A More Complex Example with Rolling Features
For models using rolling window features (requires the slider package):
train_fn <- function(training_data, model_configuration = list()) {
# Prepare features with rolling statistics
features <- training_data |>
group_by_key() |>
mutate(
cases_lag1 = lag(disease_cases, 1),
cases_ma3 = slider::slide_dbl(disease_cases, mean, .before = 2, .complete = TRUE),
rainfall_lag1 = lag(rainfall, 1)
) |>
ungroup() |>
filter(!is.na(cases_ma3))
# Fit a simple linear model per location
models <- features |>
as_tibble() |>
group_by(location) |>
group_map(~ lm(disease_cases ~ cases_lag1 + cases_ma3 + rainfall_lag1, data = .x))
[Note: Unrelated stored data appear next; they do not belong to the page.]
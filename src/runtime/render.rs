//! Render driver
//!
//! The render thread copies a snapshot under both session locks and hands
//! it to a `FrameSink`. Pacing belongs to the sink: a sink that blocks until
//! the next display refresh gives vsync-like behaviour.

use std::sync::Arc;
use std::sync::atomic::{AtomicBool, Ordering};
use std::thread::{self, JoinHandle};

use glam::Vec2;
use serde::{Deserialize, Serialize};

use super::session::Session;
use crate::error::Result;
use crate::sim::collision::Aabb;
use crate::sim::{Arena, Armory, Battlefield, Explosion, HitRegions};

/// Everything needed to draw one frame
#[derive(Debug, Clone, PartialEq, Serialize, Deserialize)]
pub struct RenderSnapshot {
    pub arena: Arena,
    pub player: Aabb,
    pub enemies: Vec<Aabb>,
    pub projectiles: Vec<Vec2>,
    pub explosions: Vec<Explosion>,
    pub pause_button: Aabb,
    pub reset_region: Aabb,
    pub score: u32,
    pub wave: u32,
    pub paused: bool,
    pub game_over: bool,
}

impl RenderSnapshot {
    pub fn capture(field: &Battlefield, armory: &Armory, regions: &HitRegions) -> Self {
        Self {
            arena: field.arena,
            player: armory.player.hitbox(&field.arena),
            enemies: field.enemies.iter().map(|e| e.hitbox()).collect(),
            projectiles: armory.projectiles.iter().map(|p| p.pos).collect(),
            explosions: field.explosions.clone(),
            pause_button: regions.pause,
            reset_region: regions.reset,
            score: field.score,
            wave: field.wave_count,
            paused: armory.paused,
            game_over: field.game_over,
        }
    }
}

/// Destination for rendered frames
pub trait FrameSink: Send {
    fn present(&mut self, frame: &RenderSnapshot) -> Result<()>;
}

impl<F> FrameSink for F
where
    F: FnMut(&RenderSnapshot) -> Result<()> + Send,
{
    fn present(&mut self, frame: &RenderSnapshot) -> Result<()> {
        self(frame)
    }
}

/// Background thread feeding snapshots to a sink
pub struct RenderLoop {
    stop: Arc<AtomicBool>,
    handle: Option<JoinHandle<()>>,
}

impl RenderLoop {
    pub fn spawn<S: FrameSink + 'static>(session: Arc<Session>, mut sink: S) -> Result<Self> {
        let stop = Arc::new(AtomicBool::new(false));
        let flag = Arc::clone(&stop);

        let handle = thread::Builder::new()
            .name("render".into())
            .spawn(move || {
                log::debug!("Render loop started");
                let mut frames: u64 = 0;
                while !flag.load(Ordering::Acquire) {
                    let frame = session.snapshot();
                    match sink.present(&frame) {
                        Ok(()) => frames += 1,
                        Err(e) => log::error!("Frame skipped: {}", e),
                    }
                }
                log::debug!("Render loop stopped after {} frames", frames);
            })?;

        Ok(Self {
            stop,
            handle: Some(handle),
        })
    }

    /// Signal the thread and wait for it to finish its current frame
    pub fn stop(&mut self) {
        self.stop.store(true, Ordering::Release);
        if let Some(handle) = self.handle.take()
            && handle.join().is_err()
        {
            log::error!("Render thread panicked");
        }
    }

    pub fn is_running(&self) -> bool {
        self.handle.is_some()
    }
}

impl Drop for RenderLoop {
    fn drop(&mut self) {
        self.stop();
    }
}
names(models) <- unique(features$location)
list(models = models, feature_means = features |>
summarise(across(c(cases_lag1, cases_ma3, rainfall_lag1), mean, na.rm = TRUE)))
}
predict_fn <- function(historic_data, future_data, saved_model,
model_configuration = list()) {
# Get the last known feature values from historic data
last_features <- historic_data |>
group_by_key() |>
mutate(
cases_lag1 = lag(disease_cases, 1),
cases_ma3 = slider::slide_dbl(disease_cases, mean, .before = 2, .complete = TRUE),
rainfall_lag1 = lag(rainfall, 1)
) |>
slice_max(time_period, n = 1) |>
ungroup() |>
select(location, cases_lag1, cases_ma3, rainfall_lag1)
# Generate predictions
future_data |>
left_join(last_features, by = "location") |>
rowwise() |>
mutate(
pred = predict(saved_model$models[[location]], newdata = pick(everything())),
samples = list(c(max(0, pred))) # Ensure non-negative
) |>
ungroup() |>
select(-pred, -cases_lag1, -cases_ma3, -rainfall_lag1)
}Summary
For spatio-temporal data in CHAP:
- tsibble - Use for all temporal data structures and operations
- fabletools - Use for temporal aggregation and hierarchical forecasting
- sf - Use for spatial operations (joins, distances, boundaries)
- cubble - Use for complex spatio-temporal analysis with linked views
- slider - Use for rolling window calculations
These packages integrate seamlessly with the tidyverse and work well with the CHAP SDK’s tsibble-based data format.